Phase 4 added a span catalog in `06-implementation-phases.md` listing the
source location for each consensus span. Line numbers `Consensus.h:707`,
`RCLConsensus.cpp:232/341/492/541/900` drift on every refactor and would
become stale PR after PR. Filename alone is enough for operators to
grep — the RCLConsensus.cpp spans are already unambiguous from the span
name itself.
Follow-up to the phase-6 dashboard cleanup. The three dashboards
introduced by commit f6105ece98 (consensus-health, rpc-performance,
transaction-overview) were missed in the initial UID rename and still
carried `rippled-*` UIDs plus line-number refs in panel descriptions.
- UIDs: `rippled-consensus` -> `xrpld-consensus`,
`rippled-rpc-perf` -> `xrpld-rpc-perf`,
`rippled-transactions` -> `xrpld-transactions`, matching the
post-`docs.sh`-rename runbook and the other dashboards in this PR.
- Strip `:<line>` suffixes from `ServerHandler.cpp`, `RCLConsensus.cpp`,
`NetworkOPs.cpp`, etc. references in panel descriptions. Line numbers
drift on every refactor; the filename is enough to grep.
- Fix the Overall RPC Throughput panel: two targets filtered on
`span_name="rpc.request"` (never emitted) instead of
`span_name="rpc.http_request"` (the real emitted name). The panel
would have shown zero data until this fix.
Follow-up to the dashboard cleanup on this branch.

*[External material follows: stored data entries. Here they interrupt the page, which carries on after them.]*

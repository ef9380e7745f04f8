//! Library surface for `frepo`: a multi-repo workspace orchestrator
//! driven by a declarative XML manifest.

pub mod cli;
pub mod core;
pub mod settings;
pub mod sync;
pub mod telemetry;
pub mod util;
pub mod vcs;

pub use core::{Manifest, ManifestError};
pub use settings::Settings;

Caught additional sites
in TESTING.md that still reference the never-emitted `rpc.request` span:
- TraceQL query examples in Step 5 "Verify traces in Tempo" now filter on
`name="rpc.http_request"` (the real emitted name).
- Expected-spans table replaces `rpc.request` with `rpc.http_request`.
- Query loop under the Prometheus verification section now iterates over
the full set of emitted RPC entry-point names
(`rpc.http_request`, `rpc.ws_upgrade`, `rpc.ws_message`, `rpc.process`).
Also drop `exporter=otlp_http` from the sample telemetry config block.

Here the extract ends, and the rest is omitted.